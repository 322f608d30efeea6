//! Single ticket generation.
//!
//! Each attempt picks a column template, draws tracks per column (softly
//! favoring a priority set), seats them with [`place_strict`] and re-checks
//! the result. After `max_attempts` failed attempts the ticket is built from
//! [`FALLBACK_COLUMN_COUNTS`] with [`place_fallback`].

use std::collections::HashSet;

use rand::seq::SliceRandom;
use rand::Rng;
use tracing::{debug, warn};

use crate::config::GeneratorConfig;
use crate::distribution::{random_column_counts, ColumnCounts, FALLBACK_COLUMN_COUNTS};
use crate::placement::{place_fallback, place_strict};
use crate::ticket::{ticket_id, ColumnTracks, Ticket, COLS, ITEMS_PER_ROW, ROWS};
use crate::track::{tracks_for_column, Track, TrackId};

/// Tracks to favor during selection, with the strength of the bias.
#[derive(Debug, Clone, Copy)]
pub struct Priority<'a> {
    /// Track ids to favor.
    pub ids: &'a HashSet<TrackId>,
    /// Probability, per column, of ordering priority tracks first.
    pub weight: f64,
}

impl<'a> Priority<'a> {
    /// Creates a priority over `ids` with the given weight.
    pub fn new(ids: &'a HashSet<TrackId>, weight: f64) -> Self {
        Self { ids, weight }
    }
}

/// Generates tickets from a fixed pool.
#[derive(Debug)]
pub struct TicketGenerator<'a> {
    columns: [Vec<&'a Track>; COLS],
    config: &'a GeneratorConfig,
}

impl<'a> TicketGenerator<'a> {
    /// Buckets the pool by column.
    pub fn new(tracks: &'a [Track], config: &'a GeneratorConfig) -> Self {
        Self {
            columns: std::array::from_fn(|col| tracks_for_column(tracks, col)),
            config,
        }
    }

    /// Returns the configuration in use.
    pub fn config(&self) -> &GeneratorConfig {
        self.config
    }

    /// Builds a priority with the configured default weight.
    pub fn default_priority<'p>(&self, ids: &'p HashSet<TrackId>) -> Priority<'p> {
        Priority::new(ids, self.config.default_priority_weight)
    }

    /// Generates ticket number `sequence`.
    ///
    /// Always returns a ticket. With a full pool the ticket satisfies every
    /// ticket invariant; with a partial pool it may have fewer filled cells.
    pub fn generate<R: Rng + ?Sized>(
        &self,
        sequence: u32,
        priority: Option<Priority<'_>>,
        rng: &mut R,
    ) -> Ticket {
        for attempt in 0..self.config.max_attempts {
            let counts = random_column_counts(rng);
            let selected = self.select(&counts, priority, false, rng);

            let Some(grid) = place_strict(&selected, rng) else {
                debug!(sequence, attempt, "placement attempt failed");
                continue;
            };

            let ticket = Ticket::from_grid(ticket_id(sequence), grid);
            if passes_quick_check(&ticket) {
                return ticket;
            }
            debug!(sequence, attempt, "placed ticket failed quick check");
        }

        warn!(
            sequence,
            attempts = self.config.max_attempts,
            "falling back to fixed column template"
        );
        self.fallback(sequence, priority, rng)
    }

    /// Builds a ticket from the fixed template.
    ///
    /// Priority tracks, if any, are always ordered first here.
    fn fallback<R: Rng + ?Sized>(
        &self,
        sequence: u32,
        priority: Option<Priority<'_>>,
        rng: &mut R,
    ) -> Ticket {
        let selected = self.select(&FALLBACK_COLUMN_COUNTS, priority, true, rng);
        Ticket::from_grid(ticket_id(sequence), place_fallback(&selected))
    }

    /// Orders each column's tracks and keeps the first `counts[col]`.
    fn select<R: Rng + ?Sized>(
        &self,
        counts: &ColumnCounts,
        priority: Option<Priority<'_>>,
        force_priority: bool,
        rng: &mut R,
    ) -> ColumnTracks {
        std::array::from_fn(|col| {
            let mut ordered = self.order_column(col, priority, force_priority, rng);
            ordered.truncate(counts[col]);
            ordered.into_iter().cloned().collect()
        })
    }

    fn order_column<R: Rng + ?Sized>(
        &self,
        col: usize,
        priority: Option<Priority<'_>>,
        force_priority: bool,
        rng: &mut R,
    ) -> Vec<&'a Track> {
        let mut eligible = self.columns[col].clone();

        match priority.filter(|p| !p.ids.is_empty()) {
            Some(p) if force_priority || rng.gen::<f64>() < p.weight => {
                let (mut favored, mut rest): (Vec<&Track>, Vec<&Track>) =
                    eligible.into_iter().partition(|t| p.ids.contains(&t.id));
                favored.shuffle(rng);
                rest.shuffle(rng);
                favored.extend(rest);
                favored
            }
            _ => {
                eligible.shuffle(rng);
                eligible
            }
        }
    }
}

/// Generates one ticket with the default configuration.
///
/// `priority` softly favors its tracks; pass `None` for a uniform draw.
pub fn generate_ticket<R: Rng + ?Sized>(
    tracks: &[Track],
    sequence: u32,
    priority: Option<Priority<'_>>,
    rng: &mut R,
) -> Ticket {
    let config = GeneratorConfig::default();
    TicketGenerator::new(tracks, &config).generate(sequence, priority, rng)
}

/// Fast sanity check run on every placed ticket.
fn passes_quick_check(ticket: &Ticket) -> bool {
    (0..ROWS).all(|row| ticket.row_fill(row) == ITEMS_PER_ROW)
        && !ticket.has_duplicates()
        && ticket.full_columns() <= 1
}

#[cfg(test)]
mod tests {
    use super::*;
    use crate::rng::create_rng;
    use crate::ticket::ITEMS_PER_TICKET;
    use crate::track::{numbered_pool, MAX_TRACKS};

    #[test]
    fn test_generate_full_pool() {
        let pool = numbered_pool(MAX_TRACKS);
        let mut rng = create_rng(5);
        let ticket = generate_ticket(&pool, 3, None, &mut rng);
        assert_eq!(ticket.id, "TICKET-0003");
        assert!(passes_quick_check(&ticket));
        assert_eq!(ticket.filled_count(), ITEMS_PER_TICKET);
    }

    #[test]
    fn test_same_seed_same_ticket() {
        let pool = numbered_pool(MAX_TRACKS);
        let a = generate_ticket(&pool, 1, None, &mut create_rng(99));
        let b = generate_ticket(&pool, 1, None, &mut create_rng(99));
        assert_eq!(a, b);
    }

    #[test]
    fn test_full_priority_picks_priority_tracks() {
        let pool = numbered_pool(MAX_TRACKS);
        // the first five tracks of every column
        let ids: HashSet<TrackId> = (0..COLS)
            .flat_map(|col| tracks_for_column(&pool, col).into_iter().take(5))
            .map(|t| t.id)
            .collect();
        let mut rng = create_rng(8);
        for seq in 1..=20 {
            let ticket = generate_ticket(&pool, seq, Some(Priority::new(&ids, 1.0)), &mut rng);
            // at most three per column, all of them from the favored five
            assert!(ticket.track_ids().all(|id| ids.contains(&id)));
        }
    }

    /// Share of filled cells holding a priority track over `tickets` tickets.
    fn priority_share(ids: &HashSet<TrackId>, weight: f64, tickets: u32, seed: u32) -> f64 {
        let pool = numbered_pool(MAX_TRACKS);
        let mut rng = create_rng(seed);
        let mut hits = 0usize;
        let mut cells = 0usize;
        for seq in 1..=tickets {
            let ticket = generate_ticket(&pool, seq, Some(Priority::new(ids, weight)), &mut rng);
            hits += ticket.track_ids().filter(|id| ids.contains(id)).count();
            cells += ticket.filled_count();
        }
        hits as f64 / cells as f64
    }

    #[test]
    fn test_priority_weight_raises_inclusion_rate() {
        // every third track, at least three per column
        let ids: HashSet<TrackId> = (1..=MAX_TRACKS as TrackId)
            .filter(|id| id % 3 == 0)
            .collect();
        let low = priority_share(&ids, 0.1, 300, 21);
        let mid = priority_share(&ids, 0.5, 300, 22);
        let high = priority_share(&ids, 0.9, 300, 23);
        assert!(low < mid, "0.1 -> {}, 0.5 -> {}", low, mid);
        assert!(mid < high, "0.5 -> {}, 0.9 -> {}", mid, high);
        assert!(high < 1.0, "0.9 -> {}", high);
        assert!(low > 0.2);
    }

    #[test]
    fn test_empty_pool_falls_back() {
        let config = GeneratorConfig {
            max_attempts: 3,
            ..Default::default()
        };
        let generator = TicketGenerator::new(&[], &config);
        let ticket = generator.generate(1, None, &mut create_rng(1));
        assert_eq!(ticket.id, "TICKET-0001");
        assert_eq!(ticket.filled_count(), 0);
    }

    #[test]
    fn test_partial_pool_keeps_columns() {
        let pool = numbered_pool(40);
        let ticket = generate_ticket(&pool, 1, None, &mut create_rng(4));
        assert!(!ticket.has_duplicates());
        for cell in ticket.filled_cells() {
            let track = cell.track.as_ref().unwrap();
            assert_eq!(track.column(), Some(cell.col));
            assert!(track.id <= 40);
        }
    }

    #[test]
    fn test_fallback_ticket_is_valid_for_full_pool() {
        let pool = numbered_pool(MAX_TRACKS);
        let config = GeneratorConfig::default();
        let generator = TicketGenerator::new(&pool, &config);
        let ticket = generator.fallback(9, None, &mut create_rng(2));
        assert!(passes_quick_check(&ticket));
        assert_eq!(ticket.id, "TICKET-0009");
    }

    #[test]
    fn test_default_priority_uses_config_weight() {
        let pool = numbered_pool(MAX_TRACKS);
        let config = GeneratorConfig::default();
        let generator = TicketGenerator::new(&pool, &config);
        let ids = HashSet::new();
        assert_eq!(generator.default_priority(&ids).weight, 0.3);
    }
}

▶ REQUIREMENT
Report every line of the preceding listing where the string "sequence" occurs.

▶ WRITTEN RESPONSE
    /// Generates ticket number `sequence`.
        sequence: u32,
                debug!(sequence, attempt, "placement attempt failed");
            let ticket = Ticket::from_grid(ticket_id(sequence), grid);
            debug!(sequence, attempt, "placed ticket failed quick check");
            sequence,
        self.fallback(sequence, priority, rng)
        sequence: u32,
        Ticket::from_grid(ticket_id(sequence), place_fallback(&selected))
    sequence: u32,
    TicketGenerator::new(tracks, &config).generate(sequence, priority, rng)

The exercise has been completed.